Il y a tout juste un siècle, le biologiste autrichien Karl Ritter von Frisch (père de l’éthologie, l’étude du comportement animal) a découvert que les abeilles dansaient devant leurs compagnons de ruche. La meilleure chose est que cette danse contenait les instructions pour atteindre un nouveau champ de fleurs trouvé par l’explorateur. Direction, distance, position relative du Soleil, quantité de nourriture… toutes ces informations étaient encodées dans le mouvement de l’abeille. De nombreux collègues se sont moqués de von Frisch. Dans les années 20 et 30 du XXe siècle, affirmer que les insectes avaient suffisamment de cerveaux pour stocker des informations spatiales aussi complexes et, plus encore, pour pouvoir les communiquer avec un langage symbolique, mériterait l’anathème scientifique. Mais dans les décennies qui ont suivi, d’autres entomologistes ont confirmé ce qu’il avait découvert. Un demi-siècle après sa découverte et 87 ans derrière lui, en 1973, l’Académie suédoise lui décerne le prix Nobel de physiologie pour avoir déchiffré la danse des abeilles. Comme s’il s’agissait d’un hommage, on découvre aujourd’hui que ces insectes hyménoptères utilisent l’apprentissage social pour maîtriser ce langage.
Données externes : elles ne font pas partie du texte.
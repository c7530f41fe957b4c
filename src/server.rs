use std::time::Duration;

use bytes::Bytes;
use tokio::io::{AsyncReadExt, AsyncWriteExt};
use tokio::net::{TcpListener, TcpStream};
use tracing::{debug, error, info, warn};

use crate::config::StashConfig;
use crate::storage::{BlobBackend, BlobStore};
use crate::uploads::UPLOADS_ROUTE;

const MAX_REQUEST_HEAD: usize = 16 * 1024;
const CACHE_FOREVER: &str = "public, max-age=31536000";
const DRAIN_TIMEOUT: Duration = Duration::from_secs(1);

pub async fn run<B: BlobBackend + ?Sized + 'static>(
    config: &StashConfig,
    store: BlobStore<B>,
) -> anyhow::Result<()> {
    let listener = TcpListener::bind(&config.listen_address).await?;
    info!("Serving {} on {}", config.namespace(), config.listen_address);
    serve(listener, store).await
}

pub async fn serve<B: BlobBackend + ?Sized + 'static>(
    listener: TcpListener,
    store: BlobStore<B>,
) -> anyhow::Result<()> {
    loop {
        match listener.accept().await {
            Ok((socket, peer)) => {
                debug!("connection from {}", peer);
                let store = store.clone();
                tokio::spawn(async move {
                    if let Err(e) = handle_connection(socket, &store).await {
                        error!("connection error for {}: {}", peer, e);
                    }
                });
            }
            Err(e) => {
                error!("Failed to accept connection: {}", e);
            }
        }
    }
}

#[derive(Debug)]
pub struct Response {
    pub status: u16,
    pub headers: Vec<(&'static str, String)>,
    pub body: Bytes,
}

impl Response {
    fn text(status: u16, body: &'static str) -> Self {
        Self {
            status,
            headers: vec![("Content-Type", "text/plain; charset=utf-8".to_string())],
            body: Bytes::from_static(body.as_bytes()),
        }
    }

    fn header(&self, name: &str) -> Option<&str> {
        self.headers
            .iter()
            .find(|(n, _)| n.eq_ignore_ascii_case(name))
            .map(|(_, v)| v.as_str())
    }

    fn encode_head(&self) -> String {
        let mut head = format!("HTTP/1.1 {} {}\r\n", self.status, reason(self.status));
        for (name, value) in &self.headers {
            head.push_str(&format!("{}: {}\r\n", name, value));
        }
        if self.header("Content-Length").is_none() {
            head.push_str(&format!("Content-Length: {}\r\n", self.body.len()));
        }
        head.push_str("Connection: close\r\n\r\n");
        head
    }
}

fn reason(status: u16) -> &'static str {
    match status {
        200 => "OK",
        400 => "Bad Request",
        404 => "Not Found",
        405 => "Method Not Allowed",
        500 => "Internal Server Error",
        _ => "",
    }
}

/// Maps a request line onto a response.
pub async fn respond<B: BlobBackend + ?Sized>(
    store: &BlobStore<B>,
    method: &str,
    target: &str,
) -> Response {
    if method != "GET" && method != "HEAD" {
        return Response::text(405, "Method not allowed");
    }

    let path = target.split(['?', '#']).next().unwrap_or_default();
    if path == "/health" {
        return Response::text(200, "OK");
    }

    let key = match path.strip_prefix(UPLOADS_ROUTE) {
        Some(raw) if !raw.is_empty() => match urlencoding::decode(raw) {
            Ok(key) => key,
            Err(_) => {
                debug!("undecodable upload path {:?}", raw);
                return Response::text(404, "File not found");
            }
        },
        _ => return Response::text(404, "Not found"),
    };

    match store.get(&key).await {
        Ok(Some(object)) => {
            Response {
                status: 200,
                headers: vec![
                    ("Content-Type", object.metadata.mime_type),
                    ("Content-Length", object.content.len().to_string()),
                    ("Cache-Control", CACHE_FOREVER.to_string()),
                    ("ETag", format!("\"{:08x}\"", crc32fast::hash(&object.content))),
                ],
                body: object.content,
            }
        }
        Ok(None) => Response::text(404, "File not found"),
        Err(e) => {
            error!("failed to read '{}': {}", key, e);
            Response::text(500, "Storage unavailable")
        }
    }
}

async fn read_request_head(socket: &mut TcpStream) -> anyhow::Result<Option<String>> {
    let mut head = Vec::new();
    let mut buffer = [0; 1024];

    loop {
        let n = socket.read(&mut buffer).await?;
        if n == 0 {
            return Ok(None);
        }
        head.extend_from_slice(&buffer[..n]);

        if let Some(end) = head.windows(4).position(|w| w == b"\r\n\r\n") {
            head.truncate(end);
            return Ok(Some(String::from_utf8_lossy(&head).into_owned()));
        }
        if head.len() > MAX_REQUEST_HEAD {
            return Err(anyhow::anyhow!("request head exceeds {} bytes", MAX_REQUEST_HEAD));
        }
    }
}

/// Discards unread input for a moment so closing does not reset the
/// connection before the client has read the response.
async fn drain(socket: &mut TcpStream) {
    let mut buffer = [0; 1024];
    let _ = tokio::time::timeout(DRAIN_TIMEOUT, async {
        while let Ok(n) = socket.read(&mut buffer).await {
            if n == 0 {
                break;
            }
        }
    })
    .await;
}

async fn handle_connection<B: BlobBackend + ?Sized>(
    mut socket: TcpStream,
    store: &BlobStore<B>,
) -> anyhow::Result<()> {
    let head = match read_request_head(&mut socket).await {
        Ok(Some(head)) => head,
        Ok(None) => return Ok(()),
        Err(e) => {
            warn!("rejecting request: {}", e);
            let response = Response::text(400, "Bad request");
            socket.write_all(response.encode_head().as_bytes()).await?;
            socket.write_all(&response.body).await?;
            socket.shutdown().await?;
            drain(&mut socket).await;
            return Ok(());
        }
    };

    let request_line = head.lines().next().unwrap_or_default();
    let mut parts = request_line.split_whitespace();
    let response = match (parts.next(), parts.next()) {
        (Some(method), Some(target)) => {
            let response = respond(store, method, target).await;
            info!("{} {} -> {}", method, target, response.status);
            if method == "HEAD" {
                socket.write_all(response.encode_head().as_bytes()).await?;
                socket.shutdown().await?;
                return Ok(());
            }
            response
        }
        _ => {
            warn!("malformed request line {:?}", request_line);
            Response::text(400, "Bad request")
        }
    };

    socket.write_all(response.encode_head().as_bytes()).await?;
    socket.write_all(&response.body).await?;
    socket.shutdown().await?;
    Ok(())
}

#[cfg(test)]
mod tests {
    use super::*;
    use crate::storage::{BlobFile, LocalStorage, MemoryStorage};

    async fn store_with_photo() -> BlobStore<MemoryStorage> {
        let store = BlobStore::new(MemoryStorage::new());
        store
            .set("avatar/1-abc.png", &BlobFile::new("me.png", "image/png", 1, vec![1u8, 2, 3]))
            .await
            .unwrap();
        store
    }

    #[tokio::test]
    async fn test_serves_stored_file_with_cache_headers() {
        let store = store_with_photo().await;
        let response = respond(&store, "GET", "/uploads/avatar/1-abc.png").await;

        assert_eq!(response.status, 200);
        assert_eq!(response.header("Content-Type"), Some("image/png"));
        assert_eq!(response.header("Content-Length"), Some("3"));
        assert_eq!(response.header("Cache-Control"), Some("public, max-age=31536000"));
        let etag = format!("\"{:08x}\"", crc32fast::hash(&[1, 2, 3]));
        assert_eq!(response.header("ETag"), Some(etag.as_str()));
        assert_eq!(&response.body[..], &[1, 2, 3]);
    }

    #[tokio::test]
    async fn test_missing_file_is_404() {
        let store = store_with_photo().await;
        let response = respond(&store, "GET", "/uploads/avatar/nope.png").await;

        assert_eq!(response.status, 404);
        assert_eq!(&response.body[..], b"File not found");
    }

    #[tokio::test]
    async fn test_routing_edges() {
        let store = store_with_photo().await;

        assert_eq!(respond(&store, "GET", "/health").await.status, 200);
        assert_eq!(respond(&store, "GET", "/uploads/").await.status, 404);
        assert_eq!(respond(&store, "GET", "/elsewhere").await.status, 404);
        assert_eq!(respond(&store, "DELETE", "/uploads/avatar/1-abc.png").await.status, 405);
        assert_eq!(
            respond(&store, "GET", "/uploads/avatar/1-abc.png?v=2").await.status,
            200
        );
    }

    #[tokio::test]
    async fn test_serves_over_tcp() {
        let store = store_with_photo().await;
        let listener = TcpListener::bind("127.0.0.1:0").await.unwrap();
        let addr = listener.local_addr().unwrap();
        tokio::spawn(serve(listener, store));

        let mut client = TcpStream::connect(addr).await.unwrap();
        client
            .write_all(b"GET /uploads/avatar/1-abc.png HTTP/1.1\r\nHost: localhost\r\n\r\n")
            .await
            .unwrap();
        let mut raw = Vec::new();
        client.read_to_end(&mut raw).await.unwrap();

        let text = String::from_utf8_lossy(&raw);
        assert!(text.starts_with("HTTP/1.1 200 OK\r\n"));
        assert!(text.contains("Content-Type: image/png\r\n"));
        assert!(raw.ends_with(&[1, 2, 3]));
    }

    async fn send(addr: std::net::SocketAddr, request: &[u8]) -> Vec<u8> {
        let mut client = TcpStream::connect(addr).await.unwrap();
        client.write_all(request).await.unwrap();
        client.shutdown().await.unwrap();
        let mut raw = Vec::new();
        client.read_to_end(&mut raw).await.unwrap();
        raw
    }

    #[tokio::test]
    async fn test_head_over_tcp_has_headers_only() {
        let store = store_with_photo().await;
        let listener = TcpListener::bind("127.0.0.1:0").await.unwrap();
        let addr = listener.local_addr().unwrap();
        tokio::spawn(serve(listener, store));

        let raw = send(addr, b"HEAD /uploads/avatar/1-abc.png HTTP/1.1\r\nHost: localhost\r\n\r\n").await;
        let text = String::from_utf8_lossy(&raw);
        assert!(text.starts_with("HTTP/1.1 200 OK\r\n"));
        assert!(text.contains("Content-Length: 3\r\n"));
        assert!(text.contains(&format!("ETag: \"{:08x}\"\r\n", crc32fast::hash(&[1, 2, 3]))));
        assert!(text.ends_with("\r\n\r\n"));
    }

    #[tokio::test]
    async fn test_oversized_request_head_is_400() {
        let store = store_with_photo().await;
        let listener = TcpListener::bind("127.0.0.1:0").await.unwrap();
        let addr = listener.local_addr().unwrap();
        tokio::spawn(serve(listener, store));

        let mut request = b"GET /uploads/avatar/1-abc.png HTTP/1.1\r\nX-Filler: ".to_vec();
        request.extend(std::iter::repeat(b'a').take(MAX_REQUEST_HEAD + 1024));
        let raw = send(addr, &request).await;
        assert!(String::from_utf8_lossy(&raw).starts_with("HTTP/1.1 400 Bad Request\r\n"));
    }

    #[tokio::test]
    async fn test_uploaded_path_resolves() {
        let store = BlobStore::new(MemoryStorage::new());
        for name in ["pic.we bp", "pic.p#g", "pic.a?b", "me.png"] {
            let file = BlobFile::new(name, "image/webp", 7, "RIFF");
            let path = crate::uploads::upload(&store, "my avatar", &file).await.unwrap();

            let response = respond(&store, "GET", &path).await;
            assert_eq!(response.status, 200, "{} served from {}", name, path);
            assert_eq!(&response.body[..], b"RIFF");
        }
    }

    #[tokio::test]
    async fn test_percent_encoded_keys_are_decoded() {
        let store = BlobStore::new(MemoryStorage::new());
        store
            .set("docs/a b.txt", &BlobFile::new("a b.txt", "text/plain", 1, "hi"))
            .await
            .unwrap();

        assert_eq!(respond(&store, "GET", "/uploads/docs/a%20b.txt").await.status, 200);
        assert_eq!(respond(&store, "GET", "/uploads/docs%2Fa%20b.txt").await.status, 200);
        assert_eq!(respond(&store, "GET", "/uploads/docs/%FF").await.status, 404);
    }

    #[tokio::test]
    async fn test_local_store_odd_paths_are_404() {
        let dir = tempfile::tempdir().unwrap();
        let store = BlobStore::new(LocalStorage::new(dir.path(), "uploads-dev"));

        for target in ["/uploads/a//b", "/uploads/../x", "/uploads/dir/"] {
            assert_eq!(respond(&store, "GET", target).await.status, 404, "{}", target);
        }
    }
}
Après des années d’observation méticuleuse, von Fisch a compris que lorsqu’une abeille butineuse découvrait une nouvelle source de nourriture (ou de l’eau, de la propolis, ou un nouvel endroit pour migrer) elle entamait déjà une danse dans la ruche dont les détails dépendent des caractéristiques de l’abeille. .ressource découverte. Les abeilles ont des danses différentes selon la distance à laquelle se trouve le butin. La plus complexe est interprétée lorsqu’elle est trouvée à partir de 150 mètres. Ensuite, il y a ce qu’on appelle la danse des huit (voir vidéo). L’explorateur effectue une succession de mouvements qui semblent l’attirer. Dans les zones rectilignes du dessin, il balance son abdomen à grande vitesse. Eh bien, la distance au pollen et au nectar désiré est écrite dans la durée de ce mouvement dans la ligne. Plus cela dure de secondes, plus ils sont éloignés. Mais dans quel sens ? Pour l’indiquer, l’abeille exécute la partie rectiligne de la danse avec un angle qui, lié à la position du soleil, correspond à l’orientation correcte vers les fleurs. La répétition de la danse remplit, entre autres fonctions, celle de nuancer le constat. Plus il y a de répétitions, plus il y a de fleurs.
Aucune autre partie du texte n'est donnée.